Thompson David and Lily

THE THOMSON FAMILY STORY

by Charlie Thomson

David G.S. Thomson, my father, left the Sunnynook district near Hanna, Alberta, and after some travelling and a short course at University of Alberta, got a job as weed inspector in the Marwayne area. Wishing to settle down again, but not wanting to go into debt, he homesteaded the N.W. - 10-57-4-4 in the fall of 1929. The original house still stands but is no longer occupied. He was born in 1889 in Georgetown, British Guiana, South America, and spent about half his childhood there and half in London, England. He crossed the Atlantic ocean five times as a boy. He immigrated to Canada and homesteaded in the Del­burne district, near Red Deer, Alberta. Because of his age, he had to re-file his homestead again at the age of eighteen. In 1919 he moved to Sunnynook.
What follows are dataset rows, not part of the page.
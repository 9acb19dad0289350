//! Engine dispatcher.
//!
//! Maps a validated algorithm choice onto a strategy and assembles
//! results. Two entry points:
//!
//! - [`simulate`]: pure; takes a snapshot of process descriptors and
//!   returns a fresh [`AggregateResult`].
//! - [`Session`]: a caller-owned context holding the selected algorithm,
//!   the live process set and the last result.
//!
//! # Usage
//!
//! ```
//! use u_cpusched::engine::{simulate, Strategy};
//! use u_cpusched::models::ProcessSpec;
//!
//! let strategy = Strategy::select("rr", Some(2)).unwrap();
//! let specs = vec![ProcessSpec::new("A", 0, 5), ProcessSpec::new("B", 1, 3)];
//! let result = simulate(&strategy, &specs).unwrap();
//! assert_eq!(result.quantum(), Some(2));
//! ```

mod result;
mod session;

pub use result::AggregateResult;
pub use session::{Session, SessionState};

use std::fmt;
use std::str::FromStr;

use serde::{Deserialize, Serialize};
use tracing::debug;

use crate::config::EngineConfig;
use crate::error::{EngineError, Result};
use crate::models::{ProcessRecord, ProcessSpec};
use crate::scheduler::{Fcfs, RoundRobin, SchedulingStrategy, Sjf, StrategyRun};
use crate::validation::validate_process_set;

/// Supported scheduling algorithms.
#[derive(Debug, Clone, Copy, Default, PartialEq, Eq, Hash, Serialize, Deserialize)]
pub enum Algorithm {
    /// First-Come, First-Served.
    #[default]
    #[serde(rename = "FCFS")]
    Fcfs,
    /// Shortest Job First.
    #[serde(rename = "SJF")]
    Sjf,
    /// Round Robin.
    #[serde(rename = "RR")]
    RoundRobin,
}

impl Algorithm {
    /// All algorithms.
    pub const ALL: [Algorithm; 3] = [Algorithm::Fcfs, Algorithm::Sjf, Algorithm::RoundRobin];

    /// Canonical name ("FCFS", "SJF", "RR").
    pub fn code(&self) -> &'static str {
        match self {
            Self::Fcfs => "FCFS",
            Self::Sjf => "SJF",
            Self::RoundRobin => "RR",
        }
    }

    /// Parses a name case-insensitively.
    pub fn parse(name: &str) -> Result<Self> {
        let upper = name.trim().to_ascii_uppercase();
        Self::ALL
            .into_iter()
            .find(|a| a.code() == upper)
            .ok_or_else(|| EngineError::UnsupportedAlgorithm {
                name: name.to_string(),
            })
    }

    /// Whether the algorithm takes a quantum.
    pub fn requires_quantum(&self) -> bool {
        matches!(self, Self::RoundRobin)
    }
}

impl FromStr for Algorithm {
    type Err = EngineError;

    fn from_str(s: &str) -> Result<Self> {
        Self::parse(s)
    }
}

impl fmt::Display for Algorithm {
    fn fmt(&self, f: &mut fmt::Formatter<'_>) -> fmt::Result {
        f.write_str(self.code())
    }
}

/// A configured strategy, one variant per algorithm.
#[derive(Debug, Clone)]
pub enum Strategy {
    Fcfs(Fcfs),
    Sjf(Sjf),
    RoundRobin(RoundRobin),
}

impl Strategy {
    /// Selects a strategy by name with default configuration.
    ///
    /// The quantum only matters for Round Robin; a missing or invalid one
    /// falls back to the default. Range checks belong to the caller.
    pub fn select(name: &str, quantum: Option<i64>) -> Result<Self> {
        Ok(Self::for_algorithm(
            Algorithm::parse(name)?,
            quantum,
            &EngineConfig::default(),
        ))
    }

    /// Builds the strategy for an already-validated algorithm.
    pub fn for_algorithm(algorithm: Algorithm, quantum: Option<i64>, config: &EngineConfig) -> Self {
        let strategy = match algorithm {
            Algorithm::Fcfs => {
                Self::Fcfs(Fcfs::new().with_convoy_threshold(config.convoy_burst_threshold))
            }
            Algorithm::Sjf => Self::Sjf(Sjf),
            Algorithm::RoundRobin => Self::RoundRobin(RoundRobin::from_requested(
                quantum,
                config.default_quantum,
            )),
        };
        debug!(algorithm = %algorithm, quantum = ?strategy.quantum(), "strategy selected");
        strategy
    }

    /// The algorithm this strategy implements.
    pub fn algorithm(&self) -> Algorithm {
        match self {
            Self::Fcfs(_) => Algorithm::Fcfs,
            Self::Sjf(_) => Algorithm::Sjf,
            Self::RoundRobin(_) => Algorithm::RoundRobin,
        }
    }

    /// Quantum (Round Robin only).
    pub fn quantum(&self) -> Option<u32> {
        match self {
            Self::RoundRobin(rr) => Some(rr.quantum()),
            _ => None,
        }
    }
}

impl SchedulingStrategy for Strategy {
    fn name(&self) -> &'static str {
        match self {
            Self::Fcfs(s) => s.name(),
            Self::Sjf(s) => s.name(),
            Self::RoundRobin(s) => s.name(),
        }
    }

    fn run(&self, records: &mut [ProcessRecord]) -> StrategyRun {
        match self {
            Self::Fcfs(s) => s.run(records),
            Self::Sjf(s) => s.run(records),
            Self::RoundRobin(s) => s.run(records),
        }
    }

    fn description(&self) -> &'static str {
        match self {
            Self::Fcfs(s) => s.description(),
            Self::Sjf(s) => s.description(),
            Self::RoundRobin(s) => s.description(),
        }
    }
}

/// Runs `strategy` over a snapshot of process descriptors.
///
/// Builds fresh records, so the same input always yields the same result.
///
/// # Errors
/// - [`EngineError::EmptyProcessSet`] if `specs` is empty.
/// - [`EngineError::InvalidProcessSet`] if any descriptor is invalid or
///   an ID repeats.
pub fn simulate<S>(strategy: &S, specs: &[ProcessSpec]) -> Result<AggregateResult>
where
    S: SchedulingStrategy + ?Sized,
{
    if specs.is_empty() {
        return Err(EngineError::EmptyProcessSet);
    }
    validate_process_set(specs).map_err(|errors| EngineError::InvalidProcessSet { errors })?;

    let mut records: Vec<ProcessRecord> = specs.iter().map(ProcessRecord::from).collect();
    let run = strategy.run(&mut records);
    let result = AggregateResult::assemble(records, run);

    debug!(
        strategy = strategy.name(),
        processes = result.processes.len(),
        segments = result.timeline.len(),
        avg_wait = result.average_waiting_time,
        avg_turnaround = result.average_turnaround_time,
        "simulation complete"
    );
    Ok(result)
}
My grandmother, Mary Louisa Thomson, joined him at Primrose in 1930 or 31. She kept the home fires burning while Dad worked as weed inspector in summer and cut logs and timber in winter. Her homestead was S.W. -15-57­4-4. She was born in 1866 in Georgetown, South America, also, the daughter of a sugar plantation owner. She came to Delburne about 1911 with her youngest son Douglas and, when he took up his homestead, she divided her time keep­ing house for her two sons until her arrival in this district.

My mother, the former Lily Haskell of the Riverton district, and Father were married in 1934. This was right in the middle of the "dirty thirties." They didn't have many of the modern conveniences we have now. It must have been tough to raise a family in those days. I have three brothers and one sister. Mother was born at Metis­kow, Alberta in 1914. Her parents had come from Denmark when she was quite young. Her homestead was the S.E. 9-57-4-4. Women could prove up their homesteads without having to live on them.
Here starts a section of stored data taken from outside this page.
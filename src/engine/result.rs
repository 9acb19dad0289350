//! Aggregate simulation result.

use std::collections::BTreeMap;

use serde::ser::SerializeStruct;
use serde::{Serialize, Serializer};

use crate::models::{ProcessRecord, RoundRobinMetrics, TimelineSegment};
use crate::scheduler::{mean, round2, Statistics, StrategyDetails, StrategyRun};

/// Finalized processes, timeline and summary metrics of one run.
///
/// `processes` keeps ingestion order, not execution order.
///
/// # Serialized shape
///
/// ```text
/// processes, gantt_chart, average_waiting_time, average_turnaround_time,
/// convoy_effect_info (FCFS) | algorithm_analysis (SJF, RR),
/// quantum (RR), statistics
/// ```
///
/// Round Robin runs add `quantum_used` and `normalized_turnaround_time`
/// to each process object.
#[derive(Debug, Clone, PartialEq)]
pub struct AggregateResult {
    /// Finalized records in ingestion order.
    pub processes: Vec<ProcessRecord>,
    /// Busy and idle segments in chronological order.
    pub timeline: Vec<TimelineSegment>,
    /// Mean waiting time (2 decimals).
    pub average_waiting_time: f64,
    /// Mean turnaround time (2 decimals).
    pub average_turnaround_time: f64,
    /// Strategy-specific narrative and extension values.
    pub details: StrategyDetails,
    /// Per-metric summaries.
    pub statistics: Statistics,
}

impl AggregateResult {
    pub(crate) fn assemble(processes: Vec<ProcessRecord>, run: StrategyRun) -> Self {
        let waits: Vec<f64> = processes.iter().map(|p| p.waiting_time as f64).collect();
        let turnarounds: Vec<f64> = processes
            .iter()
            .map(|p| p.turnaround_time as f64)
            .collect();
        let statistics = Statistics::calculate_with_details(&processes, &run.details);

        Self {
            average_waiting_time: round2(mean(&waits)),
            average_turnaround_time: round2(mean(&turnarounds)),
            processes,
            timeline: run.timeline,
            details: run.details,
            statistics,
        }
    }

    /// Narrative text for this run.
    pub fn narrative(&self) -> String {
        self.details.narrative()
    }

    /// Quantum (Round Robin only).
    pub fn quantum(&self) -> Option<u32> {
        self.details.quantum()
    }

    /// Round Robin per-process values, keyed by process ID.
    pub fn round_robin_metrics(&self) -> Option<&BTreeMap<String, RoundRobinMetrics>> {
        self.details.round_robin_metrics()
    }

    /// Finds a finalized process by ID.
    pub fn process(&self, id: &str) -> Option<&ProcessRecord> {
        self.processes.iter().find(|p| p.id == id)
    }

    /// Process IDs in first-dispatch order.
    pub fn execution_order(&self) -> Vec<&str> {
        let mut order: Vec<&str> = Vec::with_capacity(self.processes.len());
        for id in self.timeline.iter().filter_map(|s| s.process_id.as_deref()) {
            if !order.contains(&id) {
                order.push(id);
            }
        }
        order
    }

    /// Latest completion time.
    pub fn makespan(&self) -> i64 {
        self.processes
            .iter()
            .map(|p| p.completion_time)
            .max()
            .unwrap_or(0)
    }
}

#[derive(Serialize)]
struct ProcessView<'a> {
    #[serde(flatten)]
    record: &'a ProcessRecord,
    #[serde(flatten)]
    round_robin: Option<&'a RoundRobinMetrics>,
}

impl Serialize for AggregateResult {
    fn serialize<S: Serializer>(&self, serializer: S) -> std::result::Result<S::Ok, S::Error> {
        let rr = self.round_robin_metrics();
        let processes: Vec<ProcessView<'_>> = self
            .processes
            .iter()
            .map(|record| ProcessView {
                record,
                round_robin: rr.and_then(|m| m.get(&record.id)),
            })
            .collect();

        let fields = if self.quantum().is_some() { 7 } else { 6 };
        let mut state = serializer.serialize_struct("AggregateResult", fields)?;
        state.serialize_field("processes", &processes)?;
        state.serialize_field("gantt_chart", &self.timeline)?;
        state.serialize_field("average_waiting_time", &self.average_waiting_time)?;
        state.serialize_field("average_turnaround_time", &self.average_turnaround_time)?;
        match &self.details {
            StrategyDetails::Fcfs { convoy_effect_info } => {
                state.serialize_field("convoy_effect_info", convoy_effect_info)?;
            }
            StrategyDetails::Sjf { algorithm_analysis } => {
                state.serialize_field("algorithm_analysis", algorithm_analysis)?;
            }
            StrategyDetails::RoundRobin { report, .. } => {
                state.serialize_field("algorithm_analysis", &report.to_string())?;
                state.serialize_field("quantum", &report.quantum)?;
            }
        }
        state.serialize_field("statistics", &self.statistics)?;
        state.end()
    }
}

#[cfg(test)]
mod tests {
    use crate::engine::{simulate, Strategy};
    use crate::models::ProcessSpec;

    fn specs() -> Vec<ProcessSpec> {
        vec![ProcessSpec::new("A", 0, 5), ProcessSpec::new("B", 1, 3)]
    }

    #[test]
    fn test_fcfs_json_shape() {
        let result = simulate(&Strategy::select("FCFS", None).unwrap(), &specs()).unwrap();
        let json = serde_json::to_value(&result).unwrap();

        assert_eq!(json["processes"][0]["pid"], "A");
        assert_eq!(json["processes"][1]["completion_time"], 8);
        assert!(json["processes"][0].get("quantum_used").is_none());
        assert_eq!(json["gantt_chart"][0]["type"], "process");
        assert!(json["convoy_effect_info"].is_string());
        assert!(json.get("algorithm_analysis").is_none());
        assert!(json.get("quantum").is_none());
        assert_eq!(json["statistics"]["burst_time"]["max"], 5);
        assert!(json["statistics"]["burst_time"]["max"].is_i64());
    }

    #[test]
    fn test_sjf_json_shape() {
        let result = simulate(&Strategy::select("SJF", None).unwrap(), &specs()).unwrap();
        let json = serde_json::to_value(&result).unwrap();

        assert!(json["algorithm_analysis"].is_string());
        assert!(json.get("convoy_effect_info").is_none());
        assert_eq!(json["gantt_chart"][0]["pid"], "B");
        assert_eq!(json["gantt_chart"][0]["execution_order"], 1);
        assert_eq!(json["gantt_chart"][0]["declared_arrival_time"], 1);
    }

    #[test]
    fn test_round_robin_json_shape() {
        let result = simulate(&Strategy::select("RR", Some(2)).unwrap(), &specs()).unwrap();
        let json = serde_json::to_value(&result).unwrap();

        assert_eq!(json["quantum"], 2);
        assert_eq!(json["processes"][0]["quantum_used"], 3);
        assert_eq!(json["processes"][1]["quantum_used"], 2);
        assert_eq!(json["processes"][0]["normalized_turnaround_time"], 1.6);
        assert_eq!(json["gantt_chart"][1]["quantum_number"], 1);
        assert_eq!(json["gantt_chart"][1]["remaining_time_after"], 1);
        assert!(json["statistics"]["quantum_used"].is_object());
        assert!(json["algorithm_analysis"]
            .as_str()
            .unwrap()
            .starts_with("Quantum: 2"));
    }

    #[test]
    fn test_accessors() {
        let result = simulate(&Strategy::select("RR", Some(2)).unwrap(), &specs()).unwrap();
        assert_eq!(result.makespan(), 8);
        assert_eq!(result.execution_order(), vec!["A", "B"]);
        assert_eq!(result.process("B").unwrap().turnaround_time, 6);
        assert!(result.process("Z").is_none());
        assert_eq!(result.round_robin_metrics().unwrap()["A"].quantum_used, 3);
    }
}
//! Process model.
//!
//! A process is a unit of CPU work described by its arrival and burst
//! time. Strategies finalize the computed timing fields.
//!
//! # Reference
//! Silberschatz et al. (2018), "Operating System Concepts", Ch. 5.2

use serde::{Deserialize, Serialize};

/// Static process descriptor, as supplied by the caller.
///
/// All times are in abstract ticks relative to t=0.
#[derive(Debug, Clone, PartialEq, Eq, Hash, Serialize, Deserialize)]
pub struct ProcessSpec {
    /// Unique process identifier.
    #[serde(rename = "pid")]
    pub id: String,
    /// Time the process becomes ready.
    pub arrival_time: i64,
    /// Total CPU time required.
    pub burst_time: i64,
}

impl ProcessSpec {
    /// Creates a new descriptor.
    pub fn new(id: impl Into<String>, arrival_time: i64, burst_time: i64) -> Self {
        Self {
            id: id.into(),
            arrival_time,
            burst_time,
        }
    }
}

/// A process with its static inputs and computed outputs.
///
/// Created with every computed field zeroed and `remaining_time == burst_time`;
/// mutated only by the strategy that runs it.
#[derive(Debug, Clone, PartialEq, Eq, Serialize, Deserialize)]
pub struct ProcessRecord {
    /// Unique process identifier.
    #[serde(rename = "pid")]
    pub id: String,
    /// Time the process becomes ready.
    pub arrival_time: i64,
    /// Total CPU time required.
    pub burst_time: i64,
    /// CPU time still owed. Always in `0..=burst_time`.
    pub remaining_time: i64,
    /// Time of first dispatch.
    pub start_time: i64,
    /// Time the last unit of work finished.
    pub completion_time: i64,
    /// Turnaround time (strategy-defined, see [`ProcessRecord::finish`]).
    pub turnaround_time: i64,
    /// `turnaround_time - burst_time`.
    pub waiting_time: i64,
}

impl ProcessRecord {
    /// Creates a fresh record.
    pub fn new(id: impl Into<String>, arrival_time: i64, burst_time: i64) -> Self {
        Self {
            id: id.into(),
            arrival_time,
            burst_time,
            remaining_time: burst_time,
            start_time: 0,
            completion_time: 0,
            turnaround_time: 0,
            waiting_time: 0,
        }
    }

    /// The static descriptor of this record.
    pub fn spec(&self) -> ProcessSpec {
        ProcessSpec::new(self.id.clone(), self.arrival_time, self.burst_time)
    }

    /// Whether the process has never been dispatched.
    #[inline]
    pub fn is_fresh(&self) -> bool {
        self.remaining_time == self.burst_time
    }

    /// Whether all work is done.
    #[inline]
    pub fn is_finished(&self) -> bool {
        self.remaining_time == 0
    }

    /// Consumes up to `slice` ticks of remaining work.
    ///
    /// Returns the ticks actually executed.
    pub fn execute(&mut self, slice: i64) -> i64 {
        let exec = slice.min(self.remaining_time).max(0);
        self.remaining_time -= exec;
        exec
    }

    /// Finalizes with the standard definitions:
    /// `TT = CT - AT`, `WT = TT - BT`.
    pub fn finish(&mut self, completion_time: i64) {
        self.remaining_time = 0;
        self.completion_time = completion_time;
        self.turnaround_time = completion_time - self.arrival_time;
        self.waiting_time = self.turnaround_time - self.burst_time;
    }

    /// Finalizes treating every process as ready at t=0:
    /// `TT = CT`, `WT = TT - BT`. Used by the offline SJF strategy.
    pub fn finish_from_zero(&mut self, completion_time: i64) {
        self.remaining_time = 0;
        self.completion_time = completion_time;
        self.turnaround_time = completion_time;
        self.waiting_time = self.turnaround_time - self.burst_time;
    }
}

impl From<&ProcessSpec> for ProcessRecord {
    fn from(spec: &ProcessSpec) -> Self {
        Self::new(spec.id.clone(), spec.arrival_time, spec.burst_time)
    }
}

/// Round-Robin-only per-process values.
#[derive(Debug, Clone, Copy, PartialEq, Default, Serialize, Deserialize)]
pub struct RoundRobinMetrics {
    /// Number of CPU dispatches received.
    pub quantum_used: u32,
    /// Turnaround / burst, rounded to 2 decimals.
    pub normalized_turnaround_time: f64,
}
Gradually a small herd of cattle was built up. The cream cheques weren't very big but they helped "keep the wolf from the door." During the years as we were growing up Dad worked as weed inspector and pest control officer in the local improvement districts bordering Lincoln, St. Paul and Bonnyville Municipal Districts. Mother kept the farm going, and Grandma kept house. We also had the Primrose Post Office for a few years, and hauled the mail from Lindbergh. Getting our education always seemed to be a struggle. We were always a long way from school and most of the time had to provide our own transportation. This consisted of saddle horses, team and cutter, bicycles, on foot or an old car. School buses came only in time for the last two or three years of school at Heinsburg for my younger brother and sister.
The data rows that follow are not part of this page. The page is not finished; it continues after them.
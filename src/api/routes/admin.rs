use axum::body::Bytes;
use axum::extract::State;
use axum::Json;
use serde::Serialize;

use crate::api::state::AppState;
use crate::api::ApiError;
use crate::roster::{register_player, RegisterRequest, RegistrationError};

#[derive(Debug, Serialize)]
pub struct AddPlayerResponse {
    pub ok: bool,
}

/// Decode the body by hand so that an empty or non-object body is reported
/// the same way as a missing field.
fn parse_request(body: &[u8]) -> Result<RegisterRequest, RegistrationError> {
    serde_json::from_slice(body).map_err(|_| RegistrationError::InvalidInput("body"))
}

/// POST /admin/add — start tracking a player by Riot ID.
pub async fn add_player(
    State(state): State<AppState>,
    body: Bytes,
) -> Result<Json<AddPlayerResponse>, ApiError> {
    let request = parse_request(&body)?;
    register_player(&state.store, state.riot.as_ref(), &request).await?;
    Ok(Json(AddPlayerResponse { ok: true }))
}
Grandma passed away in 1956, and mother in 1957. Arthur started his teaching career about then out of Ed­monton. He later taught at the Frog Lake Indian Reserve School for a couple of years, and while there, he married Aggie Lastoki, who was also teaching there. Hugh stayed on the farm for a couple of years while I attended college at Vermilion. When I returned home, he went out on his own, and has since married and has a home of his own. Dorothea and George were still quite young when Mother passed away, and they had it kind of tough without her. But somehow they finished their education and are both married now with homes of their own. Dad and I stayed on the homestead and batched until his death in 1971. Later that year Connie (nee Ferguson) and I were married. We lived in Heinsburg for a few months and then moved to our new home on the same parcel of land my dad homesteaded in 1929. We have four children, Chris, Kim, Henry and Lily. Connie is teaching school in Heinsburg. We operate a school bus and are raising a few cattle on our farm, which consists of Dad's, Mother's, and Grandma's homesteads, and one fraction that was first homesteaded by one of the Gundersons. We enjoy many good friends and neighbors in all the surrounding districts and plan to live here a good many years to come.